Apart from the obvious, trade paint is better and goes further etc. But by building a good relationship with trade managers gets you good deals. Whereas retail don’t care about you. If you are not entitled to a trade discount, then you will find trade paint cheaper online.
Trade paint is used by professional decorators. Retail paint is for DIYers. We only used Dulux Trade paint.
Trade paint has better opacity on new surfaces, but not always cheaper though!
Walls toshed in showery weather.
That wee bit of rain is threatening again
I need just an hour to dry this stain
The walls say shower proof in just an hour
Please please please, don’t send the customer sour
She apologised politely for no cups of tea
Distance and be aware,
As we’re told on TV
The stain she’s given is off B and Q’s shelf
These happy customers try to keep wealth
It’s all well and good to buy the cheapest tin
We all struggle on to get pay checks in.
Retail says DIY. Therefore, if you take DIY paint into a customer’s house it maybe tells them something about you.

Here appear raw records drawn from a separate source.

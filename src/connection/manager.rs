//! ConnectionManager - owns one protocol instance and its send worker
//!
//! Frames are delivered single-flight: the pending slot holds at most one
//! unsent frame and a newer frame replaces it. One worker task drains the
//! slot, so the wire never sees an older frame after a newer one.
//!
//! Reconnect policy is asymmetric. A failed first connect is fatal (almost
//! always a configuration mistake). After at least one success, transport
//! errors trigger fixed-delay reconnect attempts until success or shutdown.

use std::sync::atomic::{AtomicU64, Ordering};
use std::sync::{Arc, Mutex};
use tokio::sync::watch;
use tokio::task::JoinHandle;
use tokio_util::sync::CancellationToken;
use tracing::{debug, error, info, warn};

use super::{ConnectionOptions, ConnectionState};
use crate::bus::{BusEvent, SharedBus};
use crate::color::Rgb;
use crate::error::{BridgeError, BridgeResult, ErrorKind};
use crate::processing::FrameSink;
use crate::protocols::{self, ControllerEndpoint, LedProtocol};
use crate::util::lock;

/// Builds a fresh protocol instance for each connect.
pub type ProtocolFactory = Box<
    dyn Fn(watch::Sender<Option<u32>>) -> BridgeResult<Box<dyn LedProtocol>> + Send + Sync,
>;

/// What the worker should do next.
#[derive(Debug, Clone)]
enum Outgoing {
    Frame(Arc<[Rgb]>),
    Clear,
}

/// State shared between the manager and its worker.
struct Shared {
    label: String,
    bus: SharedBus,
    state: watch::Sender<ConnectionState>,
    frames_sent: AtomicU64,
}

impl Shared {
    fn set_state(&self, state: ConnectionState) {
        let previous = self.state.send_replace(state);
        if previous != state {
            debug!("{}: {} -> {}", self.label, previous, state);
            self.bus.publish(BusEvent::ConnectionStateChanged { state });
        }
    }

    fn report(&self, code: ErrorKind, message: String) {
        self.bus.publish(BusEvent::ConnectionError { code, message });
    }
}

struct Worker {
    shutdown: CancellationToken,
    handle: JoinHandle<()>,
}

pub struct ConnectionManager {
    factory: ProtocolFactory,
    options: ConnectionOptions,
    shared: Arc<Shared>,
    pending: watch::Sender<Option<Outgoing>>,
    frequency_cap: watch::Sender<Option<u32>>,
    worker: Mutex<Option<Worker>>,
    /// Serializes connect/disconnect against each other
    lifecycle: tokio::sync::Mutex<()>,
}

impl ConnectionManager {
    pub fn new(endpoint: ControllerEndpoint, options: ConnectionOptions, bus: SharedBus) -> Self {
        let label = endpoint.to_string();
        let factory: ProtocolFactory = Box::new(
            move |cap: watch::Sender<Option<u32>>| -> BridgeResult<Box<dyn LedProtocol>> {
                endpoint.validate()?;
                Ok(protocols::create(&endpoint, cap))
            },
        );
        Self::with_factory(label, factory, options, bus)
    }

    pub fn with_factory(
        label: impl Into<String>,
        factory: ProtocolFactory,
        options: ConnectionOptions,
        bus: SharedBus,
    ) -> Self {
        let (state, _) = watch::channel(ConnectionState::Disconnected);
        let (pending, _) = watch::channel(None);
        let (frequency_cap, _) = watch::channel(None);
        Self {
            factory,
            options,
            shared: Arc::new(Shared {
                label: label.into(),
                bus,
                state,
                frames_sent: AtomicU64::new(0),
            }),
            pending,
            frequency_cap,
            worker: Mutex::new(None),
            lifecycle: tokio::sync::Mutex::new(()),
        }
    }

    pub fn label(&self) -> &str {
        &self.shared.label
    }

    pub fn state(&self) -> ConnectionState {
        *self.shared.state.borrow()
    }

    pub fn subscribe_state(&self) -> watch::Receiver<ConnectionState> {
        self.shared.state.subscribe()
    }

    /// Highest update rate the transport sustains, if limited.
    pub fn frequency_cap(&self) -> watch::Receiver<Option<u32>> {
        self.frequency_cap.subscribe()
    }

    pub fn frames_sent(&self) -> u64 {
        self.shared.frames_sent.load(Ordering::Relaxed)
    }

    pub fn is_running(&self) -> bool {
        lock(&self.worker)
            .as_ref()
            .is_some_and(|w| !w.handle.is_finished())
    }

    /// Connect and start the send worker.
    ///
    /// A failure here is fatal: the state becomes `Failed`, the error is
    /// published, and nothing is retried.
    pub async fn connect(&self) -> BridgeResult<()> {
        let _guard = self.lifecycle.lock().await;
        if self.is_running() {
            return Ok(());
        }

        self.shared.set_state(ConnectionState::Connecting);
        let mut protocol = match (self.factory)(self.frequency_cap.clone()) {
            Ok(protocol) => protocol,
            Err(e) => return Err(self.fail(e)),
        };

        let attempt = tokio::time::timeout(self.options.connect_timeout(), protocol.connect()).await;
        match attempt {
            Ok(Ok(())) => {}
            Ok(Err(e)) => {
                protocol.disconnect().await;
                return Err(self.fail(e));
            }
            Err(_) => {
                protocol.disconnect().await;
                return Err(self.fail(timed_out(&self.options)));
            }
        }

        info!("Connected to {}", self.shared.label);
        self.shared.set_state(ConnectionState::Connected);
        self.shared.bus.publish(BusEvent::Connected {
            endpoint: self.shared.label.clone(),
        });

        self.pending.send_replace(None);
        let pending_rx = self.pending.subscribe();
        let shutdown = CancellationToken::new();
        let handle = tokio::spawn(run_worker(
            protocol,
            pending_rx,
            self.shared.clone(),
            self.options.clone(),
            shutdown.clone(),
        ));
        *lock(&self.worker) = Some(Worker { shutdown, handle });
        Ok(())
    }

    fn fail(&self, e: BridgeError) -> BridgeError {
        error!("Connecting to {} failed: {}", self.shared.label, e);
        self.shared.set_state(ConnectionState::Failed);
        self.shared.report(e.kind(), e.to_string());
        e
    }

    /// Replace any unsent frame with `colors`.
    pub fn submit(&self, colors: &[Rgb]) {
        self.pending
            .send_replace(Some(Outgoing::Frame(Arc::from(colors))));
    }

    /// Queue a clear, replacing any unsent frame.
    pub fn clear(&self) {
        self.pending.send_replace(Some(Outgoing::Clear));
    }

    /// Drop the pending frame, stop the worker within the shutdown timeout
    /// and close the transport. Safe to call repeatedly.
    pub async fn disconnect(&self) {
        let _guard = self.lifecycle.lock().await;
        self.pending.send_replace(None);

        let worker = lock(&self.worker).take();
        let Some(mut worker) = worker else {
            if self.state() != ConnectionState::Failed {
                self.shared.set_state(ConnectionState::Disconnected);
            }
            return;
        };

        worker.shutdown.cancel();
        match tokio::time::timeout(self.options.shutdown_timeout(), &mut worker.handle).await {
            Ok(_) => debug!("{}: worker stopped", self.shared.label),
            Err(_) => {
                warn!(
                    "{}: worker did not stop within {:?}, aborting",
                    self.shared.label,
                    self.options.shutdown_timeout()
                );
                worker.handle.abort();
            }
        }
        if self.state() != ConnectionState::Failed {
            self.shared.set_state(ConnectionState::Disconnected);
        }
        info!("Disconnected from {}", self.shared.label);
    }
}

impl FrameSink for ConnectionManager {
    fn submit(&self, colors: &[Rgb]) {
        ConnectionManager::submit(self, colors);
    }
}

fn timed_out(options: &ConnectionOptions) -> BridgeError {
    BridgeError::Transport(std::io::Error::new(
        std::io::ErrorKind::TimedOut,
        format!("no connection within {:?}", options.connect_timeout()),
    ))
}

async fn deliver(protocol: &mut dyn LedProtocol, outgoing: &Outgoing) -> BridgeResult<()> {
    match outgoing {
        Outgoing::Frame(colors) => protocol.send_frame(colors).await,
        Outgoing::Clear => protocol.clear().await,
    }
}

/// Send loop. Exits on cancellation, or when the connection is lost and
/// reconnecting is disabled.
async fn run_worker(
    mut protocol: Box<dyn LedProtocol>,
    mut pending: watch::Receiver<Option<Outgoing>>,
    shared: Arc<Shared>,
    options: ConnectionOptions,
    shutdown: CancellationToken,
) {
    loop {
        let outgoing = tokio::select! {
            _ = shutdown.cancelled() => break,
            changed = pending.changed() => {
                if changed.is_err() {
                    break;
                }
                let next = pending.borrow_and_update().clone();
                match next {
                    Some(outgoing) => outgoing,
                    None => continue,
                }
            }
        };

        let result = tokio::select! {
            _ = shutdown.cancelled() => break,
            result = deliver(protocol.as_mut(), &outgoing) => result,
        };

        let e = match result {
            Ok(()) => {
                shared.frames_sent.fetch_add(1, Ordering::Relaxed);
                continue;
            }
            Err(e) if e.kind() == ErrorKind::Protocol => {
                warn!("{}: ignoring protocol error: {}", shared.label, e);
                continue;
            }
            Err(e) => e,
        };

        protocol.disconnect().await;
        if e.kind().is_fatal() {
            error!("{}: {}, giving up", shared.label, e);
            shared.set_state(ConnectionState::Failed);
            shared.report(e.kind(), e.to_string());
            return;
        }
        if !options.reconnect {
            warn!("{}: connection lost: {}", shared.label, e);
            shared.set_state(ConnectionState::Disconnected);
            shared.report(ErrorKind::ConnectionLost, e.to_string());
            return;
        }

        warn!(
            "{}: {} ({}), reconnecting in {:?}",
            shared.label,
            e,
            e.kind(),
            options.reconnect_delay()
        );
        shared.report(e.kind(), e.to_string());
        shared.set_state(ConnectionState::Reconnecting);
        match reconnect(protocol.as_mut(), &shared, &options, &shutdown).await {
            Reconnect::Connected => {}
            Reconnect::Cancelled => break,
            Reconnect::Fatal(e) => {
                error!("{}: reconnect failed: {}, giving up", shared.label, e);
                shared.set_state(ConnectionState::Failed);
                shared.report(e.kind(), e.to_string());
                return;
            }
        }
    }

    protocol.disconnect().await;
    debug!("{}: send worker exiting", shared.label);
}

enum Reconnect {
    Connected,
    Cancelled,
    /// Permission or configuration failure; retrying is pointless
    Fatal(BridgeError),
}

/// Retry at a fixed delay until connected, cancelled, or a fatal error.
async fn reconnect(
    protocol: &mut dyn LedProtocol,
    shared: &Shared,
    options: &ConnectionOptions,
    shutdown: &CancellationToken,
) -> Reconnect {
    let mut attempt: u64 = 0;
    loop {
        tokio::select! {
            _ = shutdown.cancelled() => return Reconnect::Cancelled,
            _ = tokio::time::sleep(options.reconnect_delay()) => {}
        }
        attempt += 1;

        let result = tokio::select! {
            _ = shutdown.cancelled() => return Reconnect::Cancelled,
            r = tokio::time::timeout(options.connect_timeout(), protocol.connect()) => r,
        };
        match result {
            Ok(Ok(())) => {
                info!("{}: reconnected after {} attempt(s)", shared.label, attempt);
                shared.set_state(ConnectionState::Connected);
                shared.bus.publish(BusEvent::Connected {
                    endpoint: shared.label.clone(),
                });
                return Reconnect::Connected;
            }
            Ok(Err(e)) if e.kind().is_fatal() => {
                protocol.disconnect().await;
                return Reconnect::Fatal(e);
            }
            Ok(Err(e)) => debug!("{}: reconnect attempt {} failed: {}", shared.label, attempt, e),
            Err(_) => debug!("{}: reconnect attempt {} timed out", shared.label, attempt),
        }
        protocol.disconnect().await;
    }
}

Well, I’m in deepest darkest Cornwall and at the moment we’ve not had a Dulux delivery for about a month…
So trying to use Johnstone’s more.
Trade every day of the week if I can.
Used some Cuprinol fence deck today, which is a retail paint purchased by the customer. It looked a treat on the cladding but needed 3 coats to look pretty.
Walls done two coats in Sandtex trade Cornish Cream. Trade paint is much better than retail, and the job reflects that.
Trade. Retail can end up needing an extra coat which means the customers not actually saving that extra money.
Trade paint every time,
Retail has hardly any pigment so you always need to do more coats when I use it over trade.
Trade paint as there’s more durability with it. Retail paint marks so easy & opacity not always the best. Opacity and things like that are different too. I refuse to use retail products.